[PYTHON] Use Cython with Jupyter Notebook

It's a note because I found that I could try Cython with Jupyter Notebook (iPython Notebook) more easily than I expected. Cython speeds up processing by compiling before execution and statically typing.

(The .ipynb file for this article has been uploaded to [here] on Github (https://github.com/matsuken92/Qiita_Contents/blob/master/General/Cython_test.ipynb).)

</ i> Environment

The environment I tried is as follows. I'm trying it on Mac and Anaconda. If you have Anaconda installed, no special preparation is required.

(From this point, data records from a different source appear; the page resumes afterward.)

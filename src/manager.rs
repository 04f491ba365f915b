//! The pipeline manager: worker lifecycle, event relay, final assembly,
//! and delivery.
//!
//! One manager owns at most one active job. `start` spawns a fresh worker
//! task plus an event-loop task; the event loop relays progress to the
//! registered callbacks, and on the worker's completion payload performs
//! assembly and delivery on the orchestrating side. Whatever the outcome —
//! complete, cancelled, error, or a dead worker channel — the manager fires
//! exactly one terminal callback and resets itself to idle.
//!
//! The manager is an explicit instance: whoever composes the pipeline
//! constructs it with its delivery strategy and owns it. There is no
//! global singleton to leak state between jobs.

use crate::config::JobConfig;
use crate::delivery::DeliveryStrategy;
use crate::error::Img2PdfError;
use crate::event::{CompletionPayload, InputImage, ProgressEvent, WorkerCommand, WorkerEvent};
use crate::output::{ConversionOutput, JobOutput, JobStats};
use crate::pipeline::assemble;
use crate::worker;
use std::sync::{Arc, Mutex};
use std::time::Instant;
use tokio::sync::mpsc::{self, UnboundedReceiver, UnboundedSender};
use tracing::{debug, info, warn};

/// The manager's externally visible state.
#[derive(Debug, Clone, Copy, PartialEq, Eq)]
pub enum PipelineState {
    Idle,
    Processing,
}

type ProgressFn = Arc<dyn Fn(ProgressEvent) + Send + Sync + 'static>;
type CompleteFn = Arc<dyn Fn(JobOutput) + Send + Sync + 'static>;
type ErrorFn = Arc<dyn Fn(Img2PdfError) + Send + Sync + 'static>;
type CancelFn = Arc<dyn Fn() + Send + Sync + 'static>;

/// Single-slot callback registry: setting a callback replaces the previous
/// one, mirroring how a UI controller rebinds handlers between screens.
#[derive(Default)]
struct Callbacks {
    progress: Mutex<Option<ProgressFn>>,
    complete: Mutex<Option<CompleteFn>>,
    error: Mutex<Option<ErrorFn>>,
    cancel: Mutex<Option<CancelFn>>,
}

impl Callbacks {
    fn fire_progress(&self, event: ProgressEvent) {
        let cb = self.progress.lock().unwrap().clone();
        if let Some(cb) = cb {
            cb(event);
        }
    }

    fn fire_complete(&self, output: JobOutput) {
        let cb = self.complete.lock().unwrap().clone();
        if let Some(cb) = cb {
            cb(output);
        }
    }

    fn fire_error(&self, error: Img2PdfError) {
        let cb = self.error.lock().unwrap().clone();
        match cb {
            Some(cb) => cb(error),
            None => warn!("Unobserved job error: {error}"),
        }
    }

    fn fire_cancel(&self) {
        let cb = self.cancel.lock().unwrap().clone();
        if let Some(cb) = cb {
            cb();
        }
    }
}

/// Orchestrates image-to-PDF jobs. See the [module docs](self).
///
/// Cloning is cheap and shares the same underlying manager, so a UI layer
/// can hand clones to whatever needs to observe or cancel the job.
#[derive(Clone)]
pub struct PipelineManager {
    delivery: Arc<dyn DeliveryStrategy>,
    callbacks: Arc<Callbacks>,
    // Some(sender) while a job is active; the sender is the only handle to
    // the worker, so clearing the slot is the teardown.
    slot: Arc<Mutex<Option<UnboundedSender<WorkerCommand>>>>,
}

impl PipelineManager {
    /// Create a manager with the host-selected delivery strategy.
    pub fn new(delivery: Arc<dyn DeliveryStrategy>) -> Self {
        Self {
            delivery,
            callbacks: Arc::new(Callbacks::default()),
            slot: Arc::new(Mutex::new(None)),
        }
    }

    /// Current machine state.
    pub fn state(&self) -> PipelineState {
        if self.slot.lock().unwrap().is_some() {
            PipelineState::Processing
        } else {
            PipelineState::Idle
        }
    }

    /// Start a job. Must be called within a Tokio runtime.
    ///
    /// Buffer ownership moves to the worker; the caller keeps nothing.
    ///
    /// # Errors
    /// [`Img2PdfError::AlreadyProcessing`] when a job is active — the
    /// pipeline fails fast rather than queueing. [`Img2PdfError::EmptyJob`]
    /// for an empty file list.
    pub fn start(&self, files: Vec<InputImage>, config: JobConfig) -> Result<(), Img2PdfError> {
        if files.is_empty() {
            return Err(Img2PdfError::EmptyJob);
        }

        let mut slot = self.slot.lock().unwrap();
        if slot.is_some() {
            return Err(Img2PdfError::AlreadyProcessing);
        }

        let total = files.len();
        info!("Starting job: {} images", total);

        let (cmd_tx, cmd_rx) = mpsc::unbounded_channel();
        let (evt_tx, evt_rx) = mpsc::unbounded_channel();

        // Fresh worker per job: no state survives into the next run.
        tokio::spawn(worker::run(cmd_rx, evt_tx));
        cmd_tx
            .send(WorkerCommand::Start { files, config: config.clone() })
            .map_err(|_| Img2PdfError::WorkerFault("worker refused start command".into()))?;
        *slot = Some(cmd_tx);
        drop(slot);

        tokio::spawn(event_loop(
            evt_rx,
            Arc::clone(&self.callbacks),
            Arc::clone(&self.delivery),
            Arc::clone(&self.slot),
            config,
            Instant::now(),
        ));
        Ok(())
    }

    /// Request cooperative cancellation of the active job. No-op when idle.
    ///
    /// The job's terminal event will be the cancel callback — never the
    /// complete callback — once the worker observes the request at a queue
    /// boundary.
    pub fn cancel(&self) {
        let slot = self.slot.lock().unwrap();
        if let Some(tx) = slot.as_ref() {
            debug!("Cancel requested");
            let _ = tx.send(WorkerCommand::Cancel);
        }
    }

    /// Register the progress callback, replacing any previous one.
    pub fn on_progress(&self, cb: impl Fn(ProgressEvent) + Send + Sync + 'static) -> &Self {
        *self.callbacks.progress.lock().unwrap() = Some(Arc::new(cb));
        self
    }

    /// Register the completion callback, replacing any previous one.
    pub fn on_complete(&self, cb: impl Fn(JobOutput) + Send + Sync + 'static) -> &Self {
        *self.callbacks.complete.lock().unwrap() = Some(Arc::new(cb));
        self
    }

    /// Register the error callback, replacing any previous one.
    pub fn on_error(&self, cb: impl Fn(Img2PdfError) + Send + Sync + 'static) -> &Self {
        *self.callbacks.error.lock().unwrap() = Some(Arc::new(cb));
        self
    }

    /// Register the cancellation callback, replacing any previous one.
    pub fn on_cancel(&self, cb: impl Fn() + Send + Sync + 'static) -> &Self {
        *self.callbacks.cancel.lock().unwrap() = Some(Arc::new(cb));
        self
    }
}

/// Relay worker events to callbacks until the terminal one, then finish
/// the job and reset the manager. Runs as its own task so callbacks are
/// always invoked from the manager's context, never the caller's.
async fn event_loop(
    mut events: UnboundedReceiver<WorkerEvent>,
    callbacks: Arc<Callbacks>,
    delivery: Arc<dyn DeliveryStrategy>,
    slot: Arc<Mutex<Option<UnboundedSender<WorkerCommand>>>>,
    config: JobConfig,
    started: Instant,
) {
    let terminal = loop {
        match events.recv().await {
            Some(WorkerEvent::Progress(p)) => callbacks.fire_progress(p),
            Some(other) => break other,
            // The worker died without a terminal event — transport-level
            // failure, surfaced as a job error.
            None => {
                break WorkerEvent::Error {
                    message: "worker channel closed without a terminal event".into(),
                }
            }
        }
    };

    match terminal {
        WorkerEvent::Complete(payload) => {
            match finish_job(payload, &delivery, &config, started).await {
                Ok(output) => {
                    info!(
                        "Job complete: {} pages, {} bytes, {}ms",
                        output.stats.page_count, output.stats.pdf_bytes, output.stats.total_duration_ms
                    );
                    callbacks.fire_complete(output);
                }
                Err(e) => callbacks.fire_error(e),
            }
        }
        WorkerEvent::Cancelled => {
            info!("Job cancelled");
            callbacks.fire_cancel();
        }
        WorkerEvent::Error { message } => {
            callbacks.fire_error(Img2PdfError::WorkerFault(message));
        }
        WorkerEvent::Progress(_) => unreachable!("progress is not terminal"),
    }

    // Teardown on every exit path: dropping the sender ends the worker,
    // clearing the slot returns the manager to idle.
    *slot.lock().unwrap() = None;
}

/// Validate the completion payload and assemble the document.
///
/// Shared by the manager's completion path and the streaming frontend —
/// assembly happens on the orchestrating side, not in the worker: the
/// worker's contract ends at normalized images, and lopdf work is
/// CPU-bound, so it takes the same blocking-pool hop the codecs do.
pub(crate) async fn settle_completion(
    payload: CompletionPayload,
    config: &JobConfig,
    started: Instant,
) -> Result<ConversionOutput, Img2PdfError> {
    if !payload.is_consistent() {
        return Err(Img2PdfError::MalformedResult {
            expected: payload.total,
            got: payload.images.len() + payload.faults.len(),
        });
    }
    if payload.images.is_empty() {
        let first_fault = payload
            .faults
            .first()
            .map(|f| f.to_string())
            .unwrap_or_else(|| "no faults recorded".into());
        return Err(Img2PdfError::AllImagesFailed {
            total: payload.total,
            first_fault,
        });
    }

    let CompletionPayload {
        images,
        mut faults,
        total,
    } = payload;
    let processed = images.len();
    let normalize_duration_ms = started.elapsed().as_millis() as u64;

    let assembly_start = Instant::now();
    let cfg = config.clone();
    let assembled = tokio::task::spawn_blocking(move || assemble::build_document(images, &cfg))
        .await
        .map_err(|e| Img2PdfError::Internal(format!("assembly task panicked: {e}")))??;
    faults.extend(assembled.faults);

    Ok(ConversionOutput {
        stats: JobStats {
            total_images: total,
            processed_images: processed,
            skipped_images: total - processed,
            page_count: assembled.page_count,
            pdf_bytes: assembled.pdf.len(),
            normalize_duration_ms,
            assembly_duration_ms: assembly_start.elapsed().as_millis() as u64,
            total_duration_ms: started.elapsed().as_millis() as u64,
        },
        pdf: assembled.pdf,
        faults,
    })
}

/// Settle the payload, deliver the document, schedule any release guard.
async fn finish_job(
    payload: CompletionPayload,
    delivery: &Arc<dyn DeliveryStrategy>,
    config: &JobConfig,
    started: Instant,
) -> Result<JobOutput, Img2PdfError> {
    let output = settle_completion(payload, config, started).await?;
    let file_name = config.resolved_file_name(output.stats.processed_images);
    let ConversionOutput {
        pdf,
        faults,
        mut stats,
    } = output;

    let delivery = Arc::clone(delivery);
    let name = file_name.clone();
    let mut receipt = tokio::task::spawn_blocking(move || delivery.deliver(pdf, &name))
        .await
        .map_err(|e| Img2PdfError::Internal(format!("delivery task panicked: {e}")))??;

    // Transient artifacts are released after the strategy's grace period —
    // long enough for the host to grab the file, never leaked.
    if let Some((guard, grace)) = receipt.release.take() {
        tokio::spawn(async move {
            tokio::time::sleep(grace).await;
            drop(guard);
        });
    }

    stats.total_duration_ms = started.elapsed().as_millis() as u64;
    Ok(JobOutput {
        file_name,
        delivered: receipt.delivered,
        faults,
        stats,
    })
}

#[cfg(test)]
mod tests {
    use super::*;
    use crate::delivery::StandardDownload;

    fn manager_with_tempdir() -> (PipelineManager, tempfile::TempDir) {
        let dir = tempfile::tempdir().unwrap();
        let manager = PipelineManager::new(Arc::new(StandardDownload::new(dir.path())));
        (manager, dir)
    }

    #[tokio::test]
    async fn empty_job_is_rejected_synchronously() {
        let (manager, _dir) = manager_with_tempdir();
        let err = manager.start(vec![], JobConfig::default()).unwrap_err();
        assert!(matches!(err, Img2PdfError::EmptyJob));
        assert_eq!(manager.state(), PipelineState::Idle);
    }

    #[tokio::test]
    async fn cancel_when_idle_is_a_noop() {
        let (manager, _dir) = manager_with_tempdir();
        manager.cancel();
        assert_eq!(manager.state(), PipelineState::Idle);
    }

    #[tokio::test]
    async fn setting_a_callback_replaces_the_previous_one() {
        use std::sync::atomic::{AtomicUsize, Ordering};

        let (manager, _dir) = manager_with_tempdir();
        let first = Arc::new(AtomicUsize::new(0));
        let second = Arc::new(AtomicUsize::new(0));

        let f = Arc::clone(&first);
        manager.on_progress(move |_| {
            f.fetch_add(1, Ordering::SeqCst);
        });
        let s = Arc::clone(&second);
        manager.on_progress(move |_| {
            s.fetch_add(1, Ordering::SeqCst);
        });

        manager.callbacks.fire_progress(ProgressEvent::for_image(1, 1, "x"));
        assert_eq!(first.load(Ordering::SeqCst), 0, "replaced callback must not fire");
        assert_eq!(second.load(Ordering::SeqCst), 1);
    }
}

Python 3.5.1 |Anaconda custom (x86_64)| (default, Jun 15 2016, 16:14:02) 
[GCC 4.2.1 Compatible Apple LLVM 4.2 (clang-425.0.28)] on darwin 

IPython 5.0.0 

</ i> Let's try it

Execute magic command for Cython compilation

#Allow cython files to be compiled on Jupyter Notebook
%load_ext Cython

Declare Cython functions

Write the cython code with %% cython at the beginning. The example is used from Cython Tutorial Basics.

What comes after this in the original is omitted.